Records contained in a dataset:

"""

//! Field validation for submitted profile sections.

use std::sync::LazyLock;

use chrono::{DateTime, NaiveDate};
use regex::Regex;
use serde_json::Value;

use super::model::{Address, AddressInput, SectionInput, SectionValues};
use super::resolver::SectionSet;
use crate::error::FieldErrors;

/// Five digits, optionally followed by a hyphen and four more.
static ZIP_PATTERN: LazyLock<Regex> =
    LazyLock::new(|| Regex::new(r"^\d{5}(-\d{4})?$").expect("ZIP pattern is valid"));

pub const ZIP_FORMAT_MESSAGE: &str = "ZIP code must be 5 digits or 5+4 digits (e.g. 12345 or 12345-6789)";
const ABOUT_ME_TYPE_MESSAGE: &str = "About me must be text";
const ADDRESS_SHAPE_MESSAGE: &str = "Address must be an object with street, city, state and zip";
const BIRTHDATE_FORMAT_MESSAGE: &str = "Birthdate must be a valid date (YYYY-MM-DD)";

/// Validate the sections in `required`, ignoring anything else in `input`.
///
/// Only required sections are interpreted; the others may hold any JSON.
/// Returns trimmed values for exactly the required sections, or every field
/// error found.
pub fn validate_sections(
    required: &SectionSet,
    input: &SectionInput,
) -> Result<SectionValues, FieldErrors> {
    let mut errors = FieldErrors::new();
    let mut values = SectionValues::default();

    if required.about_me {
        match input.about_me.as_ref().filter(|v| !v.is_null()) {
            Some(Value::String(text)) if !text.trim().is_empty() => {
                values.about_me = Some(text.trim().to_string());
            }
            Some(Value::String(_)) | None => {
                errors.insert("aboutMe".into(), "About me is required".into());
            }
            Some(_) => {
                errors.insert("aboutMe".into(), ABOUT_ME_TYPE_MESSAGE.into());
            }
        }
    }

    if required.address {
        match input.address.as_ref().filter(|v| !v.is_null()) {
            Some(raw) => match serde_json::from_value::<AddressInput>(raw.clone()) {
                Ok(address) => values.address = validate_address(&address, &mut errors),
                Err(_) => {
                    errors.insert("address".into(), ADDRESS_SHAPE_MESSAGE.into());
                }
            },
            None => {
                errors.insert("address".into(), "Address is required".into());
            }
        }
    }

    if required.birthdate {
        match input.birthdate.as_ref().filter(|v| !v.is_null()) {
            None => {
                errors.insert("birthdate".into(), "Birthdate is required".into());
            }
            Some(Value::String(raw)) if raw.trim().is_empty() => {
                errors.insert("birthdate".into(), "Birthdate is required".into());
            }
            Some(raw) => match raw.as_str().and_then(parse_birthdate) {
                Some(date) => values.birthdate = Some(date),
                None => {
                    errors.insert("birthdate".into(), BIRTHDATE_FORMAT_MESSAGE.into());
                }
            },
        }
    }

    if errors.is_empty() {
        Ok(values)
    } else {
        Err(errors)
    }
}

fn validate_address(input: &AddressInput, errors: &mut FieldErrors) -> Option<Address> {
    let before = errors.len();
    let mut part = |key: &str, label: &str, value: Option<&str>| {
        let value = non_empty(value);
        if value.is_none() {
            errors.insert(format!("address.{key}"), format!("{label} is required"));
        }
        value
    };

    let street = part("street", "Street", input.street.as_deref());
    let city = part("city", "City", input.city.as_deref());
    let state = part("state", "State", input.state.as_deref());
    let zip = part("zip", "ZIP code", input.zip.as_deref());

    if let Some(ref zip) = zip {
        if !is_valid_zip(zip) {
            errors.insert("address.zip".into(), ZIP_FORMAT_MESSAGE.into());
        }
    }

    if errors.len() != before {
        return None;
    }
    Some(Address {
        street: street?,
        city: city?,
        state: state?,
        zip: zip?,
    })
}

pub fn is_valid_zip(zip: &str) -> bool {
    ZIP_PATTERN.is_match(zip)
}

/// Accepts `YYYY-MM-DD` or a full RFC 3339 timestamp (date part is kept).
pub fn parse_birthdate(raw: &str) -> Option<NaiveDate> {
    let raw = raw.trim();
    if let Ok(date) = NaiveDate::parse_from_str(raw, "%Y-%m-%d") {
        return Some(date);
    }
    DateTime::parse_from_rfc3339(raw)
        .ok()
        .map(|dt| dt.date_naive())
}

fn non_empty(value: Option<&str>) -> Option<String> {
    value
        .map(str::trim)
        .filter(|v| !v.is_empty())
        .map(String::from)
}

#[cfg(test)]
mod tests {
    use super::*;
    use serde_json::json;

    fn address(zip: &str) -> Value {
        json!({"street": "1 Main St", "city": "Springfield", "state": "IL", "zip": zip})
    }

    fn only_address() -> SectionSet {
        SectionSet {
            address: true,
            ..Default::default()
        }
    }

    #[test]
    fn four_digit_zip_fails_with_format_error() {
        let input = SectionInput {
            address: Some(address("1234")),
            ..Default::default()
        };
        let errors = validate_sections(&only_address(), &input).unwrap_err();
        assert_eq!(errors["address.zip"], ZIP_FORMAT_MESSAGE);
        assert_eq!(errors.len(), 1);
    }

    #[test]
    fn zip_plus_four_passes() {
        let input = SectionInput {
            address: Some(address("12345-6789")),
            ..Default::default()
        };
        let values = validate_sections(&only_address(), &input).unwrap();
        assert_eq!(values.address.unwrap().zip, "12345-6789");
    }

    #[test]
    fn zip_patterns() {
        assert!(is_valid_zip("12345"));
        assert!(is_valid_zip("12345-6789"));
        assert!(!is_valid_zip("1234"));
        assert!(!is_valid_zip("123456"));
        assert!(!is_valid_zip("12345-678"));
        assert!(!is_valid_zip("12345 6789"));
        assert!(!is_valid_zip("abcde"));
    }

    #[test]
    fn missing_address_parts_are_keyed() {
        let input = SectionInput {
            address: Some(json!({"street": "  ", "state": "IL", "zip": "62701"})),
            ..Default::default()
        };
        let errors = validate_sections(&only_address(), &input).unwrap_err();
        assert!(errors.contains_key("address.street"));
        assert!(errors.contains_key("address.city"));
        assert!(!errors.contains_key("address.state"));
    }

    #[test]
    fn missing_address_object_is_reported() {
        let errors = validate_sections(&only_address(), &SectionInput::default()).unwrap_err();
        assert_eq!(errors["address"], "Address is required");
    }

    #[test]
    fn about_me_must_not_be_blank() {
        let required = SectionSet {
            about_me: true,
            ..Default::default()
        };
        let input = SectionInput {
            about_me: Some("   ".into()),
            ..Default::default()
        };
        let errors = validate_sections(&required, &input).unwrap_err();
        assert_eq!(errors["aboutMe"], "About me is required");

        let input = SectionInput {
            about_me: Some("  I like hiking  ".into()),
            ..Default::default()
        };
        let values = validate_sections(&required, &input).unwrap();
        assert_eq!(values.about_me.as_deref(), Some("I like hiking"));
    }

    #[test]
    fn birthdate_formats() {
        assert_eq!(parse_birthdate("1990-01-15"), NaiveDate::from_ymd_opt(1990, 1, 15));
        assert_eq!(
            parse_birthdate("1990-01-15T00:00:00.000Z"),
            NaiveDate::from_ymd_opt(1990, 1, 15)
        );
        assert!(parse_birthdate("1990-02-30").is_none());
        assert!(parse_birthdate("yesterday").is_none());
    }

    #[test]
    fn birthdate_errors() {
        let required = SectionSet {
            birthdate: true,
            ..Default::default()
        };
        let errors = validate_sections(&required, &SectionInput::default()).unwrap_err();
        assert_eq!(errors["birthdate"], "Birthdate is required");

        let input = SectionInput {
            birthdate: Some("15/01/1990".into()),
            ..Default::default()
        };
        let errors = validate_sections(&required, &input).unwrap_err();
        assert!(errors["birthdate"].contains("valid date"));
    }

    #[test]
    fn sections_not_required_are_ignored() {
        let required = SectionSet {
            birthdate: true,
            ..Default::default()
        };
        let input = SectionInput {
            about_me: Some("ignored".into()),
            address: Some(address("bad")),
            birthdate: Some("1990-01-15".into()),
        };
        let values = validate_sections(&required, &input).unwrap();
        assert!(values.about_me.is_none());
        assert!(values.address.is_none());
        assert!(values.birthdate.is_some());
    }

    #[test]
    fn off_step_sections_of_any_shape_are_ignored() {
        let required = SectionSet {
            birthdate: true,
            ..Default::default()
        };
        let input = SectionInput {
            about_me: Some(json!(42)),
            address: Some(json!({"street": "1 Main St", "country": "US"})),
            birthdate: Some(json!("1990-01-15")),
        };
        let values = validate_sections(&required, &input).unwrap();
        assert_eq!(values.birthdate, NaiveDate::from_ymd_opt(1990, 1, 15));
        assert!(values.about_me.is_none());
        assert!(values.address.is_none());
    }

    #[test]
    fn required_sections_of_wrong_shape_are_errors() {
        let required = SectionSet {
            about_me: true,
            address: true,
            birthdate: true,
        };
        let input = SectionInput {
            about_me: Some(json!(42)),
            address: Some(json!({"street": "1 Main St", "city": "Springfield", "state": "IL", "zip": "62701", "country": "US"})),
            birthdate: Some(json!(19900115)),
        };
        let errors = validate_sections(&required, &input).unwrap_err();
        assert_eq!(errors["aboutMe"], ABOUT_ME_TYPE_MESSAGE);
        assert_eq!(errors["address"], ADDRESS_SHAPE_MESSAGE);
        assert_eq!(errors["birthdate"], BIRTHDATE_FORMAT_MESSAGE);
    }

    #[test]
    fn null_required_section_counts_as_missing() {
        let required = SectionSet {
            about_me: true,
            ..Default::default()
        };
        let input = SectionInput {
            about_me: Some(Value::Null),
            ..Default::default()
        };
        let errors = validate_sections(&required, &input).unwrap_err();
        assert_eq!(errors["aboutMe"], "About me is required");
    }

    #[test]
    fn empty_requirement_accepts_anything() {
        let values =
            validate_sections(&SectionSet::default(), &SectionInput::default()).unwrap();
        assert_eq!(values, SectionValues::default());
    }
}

"""
"""

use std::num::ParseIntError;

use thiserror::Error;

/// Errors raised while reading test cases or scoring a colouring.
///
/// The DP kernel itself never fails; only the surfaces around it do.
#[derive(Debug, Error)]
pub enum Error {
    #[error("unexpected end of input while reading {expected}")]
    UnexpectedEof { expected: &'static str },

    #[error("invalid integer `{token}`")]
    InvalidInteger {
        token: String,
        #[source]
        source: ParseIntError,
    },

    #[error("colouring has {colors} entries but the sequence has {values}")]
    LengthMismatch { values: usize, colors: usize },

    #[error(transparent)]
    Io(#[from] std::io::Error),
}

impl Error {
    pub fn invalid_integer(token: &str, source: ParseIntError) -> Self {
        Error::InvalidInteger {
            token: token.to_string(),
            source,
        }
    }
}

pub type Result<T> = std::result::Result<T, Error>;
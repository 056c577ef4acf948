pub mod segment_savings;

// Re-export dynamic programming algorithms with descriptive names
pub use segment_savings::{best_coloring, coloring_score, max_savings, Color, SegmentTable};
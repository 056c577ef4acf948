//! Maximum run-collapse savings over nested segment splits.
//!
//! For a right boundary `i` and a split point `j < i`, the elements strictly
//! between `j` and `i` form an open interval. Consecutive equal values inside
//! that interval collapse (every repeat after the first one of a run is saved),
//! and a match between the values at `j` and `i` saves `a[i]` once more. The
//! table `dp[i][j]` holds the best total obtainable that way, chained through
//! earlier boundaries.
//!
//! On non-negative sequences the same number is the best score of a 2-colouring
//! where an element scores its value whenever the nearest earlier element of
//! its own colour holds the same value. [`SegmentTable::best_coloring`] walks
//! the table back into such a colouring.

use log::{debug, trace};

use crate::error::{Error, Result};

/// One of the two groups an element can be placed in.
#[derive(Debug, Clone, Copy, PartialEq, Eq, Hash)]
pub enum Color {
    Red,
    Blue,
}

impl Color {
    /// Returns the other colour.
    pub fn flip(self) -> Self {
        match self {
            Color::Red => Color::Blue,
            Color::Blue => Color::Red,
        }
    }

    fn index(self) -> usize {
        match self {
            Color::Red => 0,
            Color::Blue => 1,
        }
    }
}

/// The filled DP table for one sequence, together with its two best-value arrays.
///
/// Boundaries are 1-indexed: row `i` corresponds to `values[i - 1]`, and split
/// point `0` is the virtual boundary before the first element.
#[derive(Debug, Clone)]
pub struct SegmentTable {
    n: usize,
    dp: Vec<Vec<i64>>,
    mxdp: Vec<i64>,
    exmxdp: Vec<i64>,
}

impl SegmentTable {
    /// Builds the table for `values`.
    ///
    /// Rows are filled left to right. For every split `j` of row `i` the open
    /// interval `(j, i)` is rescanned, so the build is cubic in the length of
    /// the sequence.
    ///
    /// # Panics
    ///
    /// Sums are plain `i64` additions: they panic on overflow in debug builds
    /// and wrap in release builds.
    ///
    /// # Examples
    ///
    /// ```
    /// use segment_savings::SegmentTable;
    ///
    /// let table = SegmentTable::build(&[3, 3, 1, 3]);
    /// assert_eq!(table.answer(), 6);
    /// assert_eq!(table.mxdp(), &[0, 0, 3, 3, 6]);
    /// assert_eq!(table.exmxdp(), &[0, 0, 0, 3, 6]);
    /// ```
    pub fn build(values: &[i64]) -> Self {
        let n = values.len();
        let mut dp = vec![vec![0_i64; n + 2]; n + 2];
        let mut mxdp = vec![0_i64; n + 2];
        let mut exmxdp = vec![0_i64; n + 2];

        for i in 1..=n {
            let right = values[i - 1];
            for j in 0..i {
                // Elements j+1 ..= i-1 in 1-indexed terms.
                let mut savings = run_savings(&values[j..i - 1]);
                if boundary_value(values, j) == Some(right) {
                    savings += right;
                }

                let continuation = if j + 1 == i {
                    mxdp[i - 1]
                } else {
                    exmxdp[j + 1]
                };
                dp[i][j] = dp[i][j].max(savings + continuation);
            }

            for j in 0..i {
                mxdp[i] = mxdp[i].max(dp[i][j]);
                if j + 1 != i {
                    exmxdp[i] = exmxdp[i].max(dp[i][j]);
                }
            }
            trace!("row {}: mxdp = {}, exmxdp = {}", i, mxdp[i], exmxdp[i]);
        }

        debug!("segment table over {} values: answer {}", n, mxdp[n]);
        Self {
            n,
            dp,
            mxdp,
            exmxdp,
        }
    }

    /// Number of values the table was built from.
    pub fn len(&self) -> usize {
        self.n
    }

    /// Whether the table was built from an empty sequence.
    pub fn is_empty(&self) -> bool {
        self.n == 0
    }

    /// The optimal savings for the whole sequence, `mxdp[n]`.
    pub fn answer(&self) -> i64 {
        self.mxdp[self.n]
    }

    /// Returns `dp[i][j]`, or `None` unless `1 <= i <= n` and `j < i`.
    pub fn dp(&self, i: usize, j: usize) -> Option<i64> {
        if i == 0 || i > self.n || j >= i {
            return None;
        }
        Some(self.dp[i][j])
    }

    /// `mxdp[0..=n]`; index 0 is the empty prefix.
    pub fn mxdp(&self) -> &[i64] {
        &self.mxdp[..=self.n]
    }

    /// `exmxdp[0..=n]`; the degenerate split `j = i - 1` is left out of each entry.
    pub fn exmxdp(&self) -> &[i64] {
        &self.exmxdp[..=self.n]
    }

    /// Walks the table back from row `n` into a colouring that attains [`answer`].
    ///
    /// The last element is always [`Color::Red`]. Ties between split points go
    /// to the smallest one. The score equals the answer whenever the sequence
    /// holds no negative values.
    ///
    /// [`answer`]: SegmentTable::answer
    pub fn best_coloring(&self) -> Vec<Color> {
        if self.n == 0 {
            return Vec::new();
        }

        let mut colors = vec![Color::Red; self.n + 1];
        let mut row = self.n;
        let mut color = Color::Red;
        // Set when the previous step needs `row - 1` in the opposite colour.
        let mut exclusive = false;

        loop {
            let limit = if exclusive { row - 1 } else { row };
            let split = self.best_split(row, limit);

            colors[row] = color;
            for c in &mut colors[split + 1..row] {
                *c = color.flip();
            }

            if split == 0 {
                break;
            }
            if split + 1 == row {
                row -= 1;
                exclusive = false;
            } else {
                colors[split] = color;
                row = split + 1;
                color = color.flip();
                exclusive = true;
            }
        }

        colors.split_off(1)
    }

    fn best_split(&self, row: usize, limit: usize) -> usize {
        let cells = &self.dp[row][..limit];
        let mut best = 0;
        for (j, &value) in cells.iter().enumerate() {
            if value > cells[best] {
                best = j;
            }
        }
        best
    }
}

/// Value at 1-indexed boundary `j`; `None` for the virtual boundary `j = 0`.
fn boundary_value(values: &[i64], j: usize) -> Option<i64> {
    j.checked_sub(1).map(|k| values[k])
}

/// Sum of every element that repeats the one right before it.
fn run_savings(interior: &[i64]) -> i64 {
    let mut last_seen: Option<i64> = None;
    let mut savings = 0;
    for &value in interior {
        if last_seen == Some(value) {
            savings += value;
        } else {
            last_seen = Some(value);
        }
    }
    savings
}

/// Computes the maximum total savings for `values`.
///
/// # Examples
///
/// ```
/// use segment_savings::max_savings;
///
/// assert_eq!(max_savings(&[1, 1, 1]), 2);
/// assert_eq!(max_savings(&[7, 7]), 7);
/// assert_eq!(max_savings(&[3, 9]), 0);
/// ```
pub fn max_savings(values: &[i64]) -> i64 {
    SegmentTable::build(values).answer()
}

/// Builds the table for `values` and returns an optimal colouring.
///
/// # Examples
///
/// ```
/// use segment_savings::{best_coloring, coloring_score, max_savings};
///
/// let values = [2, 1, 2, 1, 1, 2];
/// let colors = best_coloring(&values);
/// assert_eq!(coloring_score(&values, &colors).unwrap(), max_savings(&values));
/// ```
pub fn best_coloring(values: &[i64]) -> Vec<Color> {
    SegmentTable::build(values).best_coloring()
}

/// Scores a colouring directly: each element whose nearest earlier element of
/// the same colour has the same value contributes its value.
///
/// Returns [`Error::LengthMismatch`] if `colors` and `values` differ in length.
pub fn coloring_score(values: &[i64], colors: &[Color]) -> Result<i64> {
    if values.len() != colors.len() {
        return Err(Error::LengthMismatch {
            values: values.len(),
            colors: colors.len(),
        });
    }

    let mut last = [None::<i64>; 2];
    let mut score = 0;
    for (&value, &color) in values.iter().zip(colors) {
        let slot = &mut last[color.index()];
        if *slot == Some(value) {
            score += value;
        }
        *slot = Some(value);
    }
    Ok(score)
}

"""

Exercise brief:
From the data above, how many lines contain the word "AddressInput"? Give the number alone.

Completed exercise:
3